Cuttino was the keynote speaker at the 15th annual Law & Society symposium on Friday at the Charleston Museum Auditorium. The event, “Climate Change and the Law: Rising Tides Wash Up Legal Issues,” featured legal, academic, and climate experts discussing legal and legislative trends emerging from climate change. The annual event is presented by the Charleston Law Review and the Riley Institute at Furman University.

According to Cuttino, climate change is becoming increasingly litigious. During her keynote message Cuttino reported that more than 1,000 climate-related legal cases were brought between 2015-2021. The lawsuits, like the subject, are being initiated by organizations representing both sides of the issue.

“Litigation is growing not only as a strategy by activists who want to challenge, undermine, or delay climate alone policy making and cases are targeting a wider variety of private sector and financial actors,” said Cuttino. “We need to develop the legal frameworks needed to prevent the climate crisis from reaching catastrophic proportions.”

Cuttino said extreme temperatures have led to increased rates in strokes, and other heat related illnesses; ozone eroision, which aggravates lung diseases, including asthma; and heavy rainfall which she believes has led to shoreline erosion, loss of coastal wetlands, and flooding.

“We’re wiping out ecosystems and species at an alarming rate,” said Cuttino. “Our oceans are being polluted and they’re productivity endangered. As my boss, former Vice President Gore often likes to say, ‘We are treating the atmosphere like an open sewer.’ It’s evident in the changes all around us.”

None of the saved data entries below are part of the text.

use tracing_subscriber::layer::SubscriberExt;
use tracing_subscriber::util::SubscriberInitExt;
use tracing_subscriber::{EnvFilter, Layer};

const DEFAULT_LOG_LEVEL: &str = "info,hyper=info";

/// Logs to stdout, filtered by `RUST_LOG`. Calling it twice keeps the first
/// subscriber.
pub fn setup_logging() {
    let stdout_log = tracing_subscriber::fmt::layer();

    let _ = tracing_subscriber::registry()
        .with(
            stdout_log.with_filter(
                EnvFilter::try_from_default_env().unwrap_or_else(|_| DEFAULT_LOG_LEVEL.into()),
            ),
        )
        .try_init();
}
use crate::error::FormError;

#[derive(Debug, Clone, PartialEq, Eq)]
pub struct FormField {
    pub name: String,
    pub value: String,
    pub hidden: bool,
}

/// The fields of a form in document order. Encoding keeps that order, so
/// repeated names arrive as an ordered list.
#[derive(Debug, Clone, Default, PartialEq, Eq)]
pub struct Form {
    fields: Vec<FormField>,
}

impl Form {
    #[must_use]
    pub fn new() -> Self {
        Self::default()
    }

    pub fn append(&mut self, name: impl Into<String>, value: impl Into<String>) {
        self.fields.push(FormField {
            name: name.into(),
            value: value.into(),
            hidden: false,
        });
    }

    pub fn append_hidden(&mut self, name: impl Into<String>, value: impl Into<String>) {
        self.fields.push(FormField {
            name: name.into(),
            value: value.into(),
            hidden: true,
        });
    }

    /// Returns how many fields were removed.
    pub fn remove_named(&mut self, name: &str) -> usize {
        let before = self.fields.len();
        self.fields.retain(|field| field.name != name);
        before - self.fields.len()
    }

    #[must_use]
    pub fn values(&self, name: &str) -> Vec<&str> {
        self.fields
            .iter()
            .filter(|field| field.name == name)
            .map(|field| field.value.as_str())
            .collect()
    }

    #[must_use]
    pub fn fields(&self) -> &[FormField] {
        &self.fields
    }

    pub fn reset(&mut self) {
        self.fields.retain(|field| !field.hidden);
    }

    pub fn encode(&self) -> Result<String, FormError> {
        let pairs: Vec<(&str, &str)> = self
            .fields
            .iter()
            .map(|field| (field.name.as_str(), field.value.as_str()))
            .collect();
        Ok(serde_urlencoded::to_string(pairs)?)
    }
}
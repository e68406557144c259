//! Use case orchestration for infraguard.
//!
//! This crate is the application layer: use cases that coordinate settings, the engine and
//! report serialization. It is thin and delegates evaluation to the engine.
//!
//! An embedding binary depends on this; it only builds the state tree, handles arguments and
//! installs a tracing subscriber.

#![forbid(unsafe_code)]

mod config;
mod explain;
mod list;
mod report;
mod scan;

pub use config::read_config_text;
pub use explain::{ExplainOutput, format_explanation, format_not_found, run_explain};
pub use list::{RuleListing, format_rule_list, run_list_rules};
pub use report::{serialize_report, write_report};
pub use scan::{ScanInput, ScanOutput, run_scan, verdict_exit_code};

Cuttino said the Climate Reality Project is focused on five critical steps to transition toward net zero emissions by 2030:

  1. Cease all new fossil fuel development
  2. Accelerate the transition to clean energy solutions
  3. Initiate a campaign to call out corporate “greenwashing”
  4. Make global finance a force for good. Pushing major institutions to catalyze the clean energy transition and get developing nations
  5. Create equitable pathways in the transition from fossil fuel

She stressed that climate change has some “very real” challenges ahead, but noted that the complex challenges are creating opportunities in the legal profession.

“That’s the good news,” said Cuttino.